Note 20, said by the artist: “For the past five years, I’ve been living a tragedy. I’ve lost my centre. I’m trying to find my centre again. My performance right now, for me, it’s a healing process. Today, I’m going to try to regrow my roots.”
Railroad workers hear her and come near. They observe her through the metal mesh fence that separates the parking lot from the train tracks, like they would observe a wounded animal in a cage.
She is wounded and she delves into her inner self.
They watch this woman cry out her pain, their pain.
Note 21, a personal observation. “Those men look like they prefer to be here, near her, rather than over there, with the machinery.”
***
What is being in balance?
Julie Lassonde explores the gallery space with her body. She stretches out on the floor. She feels the floor with her hands, the walls with her feet.
She goes and gets a cedar beam.
She plays with the cedar beam.
The beam is balanced on her shoulder. The beam is supported by the whole body in balance as it strives to maintain the beam’s balance. She sets the beam on the floor and lies on it.
Note 22, said by the artist: “This wood smells good.”
She rests.
Outside, Julie balances her body on a train rail while an ambulance on the Bridge of Nations sounds its siren.
Note 23, a personal observation. “The sun is shining for the first time this week.”
A train rolls by.
Julie stretches out on a wooden guardrail in the Lake Laurentian conservation area.
She rests.
Note 24, said by the artist: “It’s crazy how something simple still requires an adaptation.”
***
Note 25, an excerpt from a conversation overheard among other conversations:
– The Ave Maria, what does it mean for you?
– There’s religion and aboriginals, abuse, war and destruction.
– There’s religion as a unifying concept for communities.
– There’s… I don’t know. I need to think about it.
***
Note 26, observing my action at the moment: “I’m sitting in front of my computer. I’m typing words slowly and I’m often backspacing to erase them.”
***
Note 27, a quote from a book I found while researching the art of writing about the art of performance: “The desire to preserve and represent the performance event is a desire we should resist. For what one otherwise preserves is an illustrated corpse […] that stands in for the thing that one wants to save…”[1] »
[1] Peggy Phelan, Mourning Sex, Performing Public Memories, Routledge, 1997, p. 2-3.
***
Who can help us?
I helped Laurent Vaillancourt become a woman. I helped a man find a bra that would be sturdy and practical to put on and take off. Laurent’s body was already carrying three men.

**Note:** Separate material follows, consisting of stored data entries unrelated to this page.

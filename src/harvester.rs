use std::path::{Path, PathBuf};
use std::sync::atomic::{AtomicBool, Ordering};
use std::sync::{Arc, Mutex, PoisonError};
use std::time::Instant;

use rayon::prelude::*;
use serde::Serialize;

use crate::config::{HarvestOptions, LedgerKey};
use crate::error::{HarvestError, Result};
use crate::ingest::archive::{self, RepoSource};
use crate::ingest::builder::{BuildOutcome, RecordBuilder, SourceFile};
use crate::ingest::diagnostics::{DecodeIssue, DiagnosticLog};
use crate::ingest::normalizer::TextNormalizer;
use crate::ingest::scanner::{Scanner, SkipReason};
use crate::models::CorpusLine;
use crate::store::ledger::{identity_key, ResumeLedger};
use crate::store::segments::OutputRotator;

/// Shared cancellation signal.
///
/// Once set, no new repository is started and in-flight repositories stop
/// before their next file, keeping their resume ledger.
#[derive(Debug, Clone, Default)]
pub struct CancelFlag(Arc<AtomicBool>);

impl CancelFlag {
    #[must_use]
    pub fn new() -> Self {
        Self::default()
    }

    pub fn cancel(&self) {
        self.0.store(true, Ordering::SeqCst);
    }

    #[must_use]
    pub fn is_cancelled(&self) -> bool {
        self.0.load(Ordering::SeqCst)
    }

    /// Cancel on Ctrl+C.
    pub fn register_ctrlc(&self) {
        let flag = self.clone();
        ctrlc::set_handler(move || {
            tracing::warn!("interrupt received, finishing current files");
            flag.cancel();
        })
        .ok(); // Ignore if handler already set
    }
}

/// Per-repository counters.
#[derive(Debug, Clone, Default, Serialize)]
pub struct RepoStats {
    pub files_scanned: usize,
    pub records_written: usize,
    /// Total files skipped (sum of all skip categories).
    pub files_skipped: usize,
    pub skipped_undetectable: usize,
    pub skipped_decode_failed: usize,
    pub skipped_too_large: usize,
    pub skipped_already_processed: usize,
}

impl RepoStats {
    fn skip(&mut self, reason: SkipReason) {
        self.files_skipped += 1;
        match reason {
            SkipReason::Undetectable => self.skipped_undetectable += 1,
            SkipReason::DecodeFailed => self.skipped_decode_failed += 1,
            SkipReason::TooLarge => self.skipped_too_large += 1,
            SkipReason::AlreadyProcessed => self.skipped_already_processed += 1,
        }
    }
}

#[derive(Debug, Clone, Copy, PartialEq, Eq, Serialize)]
#[serde(rename_all = "snake_case")]
pub enum RepoStatus {
    /// Every file visited; ledger reset.
    Completed,
    /// Aborted by an environment error (missing root or file).
    Failed,
    /// Archive could not be read; nothing emitted.
    Skipped,
    /// Stopped by the cancellation flag; ledger kept for the next run.
    Cancelled,
}

/// Outcome of one repository.
#[derive(Debug, Clone, Serialize)]
pub struct RepoReport {
    pub source: String,
    pub repo: String,
    pub status: RepoStatus,
    #[serde(flatten)]
    pub stats: RepoStats,
    #[serde(skip_serializing_if = "Option::is_none")]
    pub error: Option<String>,
    pub elapsed_ms: u64,
}

/// Outcome of a whole run.
#[derive(Debug, Clone, Default, Serialize)]
pub struct RunSummary {
    pub repositories: usize,
    pub completed: usize,
    pub failed: usize,
    pub skipped: usize,
    pub cancelled: usize,
    pub files_scanned: usize,
    pub records_written: usize,
    /// Index of the segment the next record would go to.
    pub segment: u64,
    /// Reports of every repository that did not complete.
    #[serde(skip_serializing_if = "Vec::is_empty")]
    pub problems: Vec<RepoReport>,
}

impl RunSummary {
    fn add(&mut self, report: RepoReport) {
        self.repositories += 1;
        self.files_scanned += report.stats.files_scanned;
        self.records_written += report.stats.records_written;
        match report.status {
            RepoStatus::Completed => self.completed += 1,
            RepoStatus::Failed => self.failed += 1,
            RepoStatus::Skipped => self.skipped += 1,
            RepoStatus::Cancelled => self.cancelled += 1,
        }
        if report.status != RepoStatus::Completed {
            self.problems.push(report);
        }
    }

    #[must_use]
    pub fn was_cancelled(&self) -> bool {
        self.cancelled > 0
    }
}

/// Drives repositories through the record pipeline into output segments.
///
/// Holds the only shared mutable state of a run: the output rotator (behind
/// a mutex) and the cancellation flag. Resume ledgers are per repository.
pub struct Harvester {
    options: HarvestOptions,
    builder: RecordBuilder,
    output: Mutex<OutputRotator>,
    diagnostics: DiagnosticLog,
    cancel: CancelFlag,
}

impl Harvester {
    pub fn new(options: HarvestOptions) -> Result<Self> {
        let normalizer = TextNormalizer::new(&options.target_encoding)?;
        Self::with_builder(options, RecordBuilder::new(normalizer))
    }

    /// Harvester with a custom record builder (e.g. a different detector).
    pub fn with_builder(options: HarvestOptions, builder: RecordBuilder) -> Result<Self> {
        let output = OutputRotator::open(
            &options.output_dir,
            options.segment_prefix.clone(),
            options.max_segment_bytes,
        )?;
        let diagnostics = DiagnosticLog::new(&options.decode_log_path);
        Ok(Self {
            options,
            builder,
            output: Mutex::new(output),
            diagnostics,
            cancel: CancelFlag::new(),
        })
    }

    /// Use an externally owned cancellation flag.
    #[must_use]
    pub fn with_cancel_flag(mut self, cancel: CancelFlag) -> Self {
        self.cancel = cancel;
        self
    }

    #[must_use]
    pub fn cancel_flag(&self) -> &CancelFlag {
        &self.cancel
    }

    #[must_use]
    pub fn options(&self) -> &HarvestOptions {
        &self.options
    }

    /// Process every repository source found under `input`.
    pub fn run(&self, input: &Path) -> Result<RunSummary> {
        let sources = archive::discover_sources(input, self.options.source_kind)?;
        tracing::info!(
            "found {} repositories under {}",
            sources.len(),
            input.display()
        );
        self.run_sources(&sources)
    }

    /// Process the given sources on a worker pool, one repository per task.
    pub fn run_sources(&self, sources: &[RepoSource]) -> Result<RunSummary> {
        let pool = rayon::ThreadPoolBuilder::new()
            .num_threads(self.options.threads)
            .build()
            .map_err(|e| HarvestError::Other(format!("cannot start worker pool: {e}")))?;

        let results: Vec<Result<RepoReport>> = pool.install(|| {
            sources
                .par_iter()
                .map(|source| {
                    if self.cancel.is_cancelled() {
                        return Ok(not_started(source));
                    }
                    let result = self.process_source(source);
                    if let Err(e) = &result {
                        tracing::error!("stopping run: {e}");
                        self.cancel.cancel();
                    }
                    result
                })
                .collect()
        });

        let mut summary = RunSummary::default();
        for result in results {
            summary.add(result?);
        }
        summary.segment = self.lock_output().segment_index();
        Ok(summary)
    }

    /// Process one repository: a directory tree or a zip archive.
    ///
    /// Per-repository problems are reported in the returned [`RepoReport`];
    /// `Err` is reserved for fatal output/ledger failures.
    pub fn process_source(&self, source: &RepoSource) -> Result<RepoReport> {
        let start = Instant::now();
        let root_name = source.root_name();
        let mut stats = RepoStats::default();
        tracing::info!("repository {} started", source.path().display());

        let (repo_root, extracted) = match source {
            RepoSource::Archive(path) => {
                let dest = archive::extraction_dir(path, self.options.extract_dir.as_deref());
                if let Err(e) = archive::extract_zip(path, &dest) {
                    tracing::warn!("skipping unreadable archive {}: {e}", path.display());
                    self.cleanup_extracted(&dest);
                    return Ok(self.report(
                        source,
                        &root_name,
                        RepoStatus::Skipped,
                        stats,
                        Some(e),
                        start,
                    ));
                }
                (dest, true)
            }
            RepoSource::Directory(path) => (path.clone(), false),
        };

        let result = self.harvest_tree(source, &root_name, &repo_root, &mut stats);
        if extracted {
            self.cleanup_extracted(&repo_root);
        }

        let report = match result {
            Ok(()) => {
                if self.options.clean_sources {
                    if let Err(e) = archive::remove_source(source) {
                        tracing::warn!("cannot remove {}: {e}", source.path().display());
                    }
                }
                self.report(source, &root_name, RepoStatus::Completed, stats, None, start)
            }
            Err(HarvestError::Cancelled) => {
                self.report(source, &root_name, RepoStatus::Cancelled, stats, None, start)
            }
            Err(e) if e.is_fatal() => return Err(e),
            Err(e) => {
                tracing::error!("repository {} aborted: {e}", source.path().display());
                self.report(source, &root_name, RepoStatus::Failed, stats, Some(e), start)
            }
        };

        tracing::info!(
            "repository {} {:?} in {:.2}s: {} records, {} skipped",
            source.path().display(),
            report.status,
            start.elapsed().as_secs_f64(),
            report.stats.records_written,
            report.stats.files_skipped
        );
        Ok(report)
    }

    fn harvest_tree(
        &self,
        source: &RepoSource,
        root_name: &str,
        repo_root: &Path,
        stats: &mut RepoStats,
    ) -> Result<()> {
        let mut ledger = ResumeLedger::open(&self.options.resume_dir, source.path())?;
        let files = Scanner::with_excludes(repo_root, &self.options.exclude_patterns).scan()?;
        stats.files_scanned = files.len();

        let date = self
            .options
            .stamp_date
            .then(|| chrono::Local::now().format("%Y%m%d").to_string());
        let max_size = self.options.max_file_size_bytes;

        for file in &files {
            if self.cancel.is_cancelled() {
                return Err(HarvestError::Cancelled);
            }
            if max_size > 0 && file.size > max_size {
                stats.skip(SkipReason::TooLarge);
                continue;
            }

            let src = self.builder.read_source(repo_root, &file.path)?;
            let repo_name = self.options.repo_name.resolve(
                root_name,
                &src.relative_path,
                self.options.owner.as_deref(),
            );
            let key = self.identity(&repo_name, &src);
            if ledger.already_processed(&key) {
                stats.skip(SkipReason::AlreadyProcessed);
                continue;
            }

            match self.builder.build_from(&src) {
                BuildOutcome::Record(record) => {
                    let line = CorpusLine {
                        platform: &self.options.platform,
                        repo_name: &repo_name,
                        file: &record,
                        date: date.as_deref(),
                    }
                    .to_json()?;
                    self.lock_output().append_line(&line)?;
                    ledger.mark_processed(&key)?;
                    stats.records_written += 1;
                }
                BuildOutcome::Skipped {
                    reason,
                    encoding,
                    detail,
                } => {
                    tracing::debug!(
                        "skip {} ({}, md5 {})",
                        src.relative_path,
                        reason.as_str(),
                        src.digest
                    );
                    if let Some(detail) = detail {
                        let issue = DecodeIssue::new(
                            &repo_name,
                            &src.relative_path,
                            encoding.as_deref(),
                            detail,
                        );
                        if let Err(e) = self.diagnostics.log(&issue) {
                            tracing::warn!(
                                "cannot write {}: {e}",
                                self.diagnostics.path().display()
                            );
                        }
                    }
                    stats.skip(reason);
                }
            }
        }

        ledger.reset()
    }

    fn identity(&self, repo_name: &str, src: &SourceFile) -> String {
        let absolute: PathBuf = match self.options.ledger_key {
            LedgerKey::AbsolutePath => {
                std::fs::canonicalize(&src.path).unwrap_or_else(|_| src.path.clone())
            }
            LedgerKey::Content => src.path.clone(),
        };
        identity_key(
            self.options.ledger_key,
            repo_name,
            &src.relative_path,
            &absolute,
            &src.digest,
        )
    }

    fn lock_output(&self) -> std::sync::MutexGuard<'_, OutputRotator> {
        self.output.lock().unwrap_or_else(PoisonError::into_inner)
    }

    fn cleanup_extracted(&self, dir: &Path) {
        if let Err(e) = archive::remove_tree(dir) {
            tracing::warn!("cannot remove extracted tree {}: {e}", dir.display());
        }
    }

    fn report(
        &self,
        source: &RepoSource,
        root_name: &str,
        status: RepoStatus,
        stats: RepoStats,
        error: Option<HarvestError>,
        start: Instant,
    ) -> RepoReport {
        RepoReport {
            source: source.path().display().to_string(),
            repo: self
                .options
                .repo_name
                .resolve(root_name, "", self.options.owner.as_deref()),
            status,
            stats,
            error: error.map(|e| e.to_string()),
            elapsed_ms: start.elapsed().as_millis() as u64,
        }
    }
}

fn not_started(source: &RepoSource) -> RepoReport {
    RepoReport {
        source: source.path().display().to_string(),
        repo: source.root_name(),
        status: RepoStatus::Cancelled,
        stats: RepoStats::default(),
        error: None,
        elapsed_ms: 0,
    }
}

I walked in the rain with Laurent to the Salvation Army. The ladies in the shop had fun helping him put together his fourth character. They rummaged in the basement and found him the perfect bra. They gave him free of charge a necklace of plastic pearls.
I made my way back with Thérèse Lagacé. I walked by her side as she tried to define herself. I walked by her side knowing that she would soon disappear. I laughed with her knowing that she would soon die.
Note 28, said by the artist: “My characters are all characters who fail at what they attempt.”
***
Note 29: “A woman took Hélène in her arms to help her regain her balance. Julie took Colette in her arms to comfort her in her sorrow. Mariana brought the woods back to the city. Roy fulfilled the dreams of Sudbury by burning them in his chimney. And a cedar beam stood in equilibrium in the middle of a room full of people both living and dead.”
***
Note 30, words I’ve added when revising this text: “I can’t find a conclusion for this text. I can’t find the words that might give a final meaning to all of this. I want to be true to what I’ve seen, but I can only be true in my way here and now, with the tools I have. I feel that it’s not enough. I feel that I’ve deleted too many words that didn’t seem to bear meaning in the moment when they were written. I feel that I’ve missed parts of performances, parts of humanity. I’m still on a mission. I’ll always be on a mission. There is no conclusion.”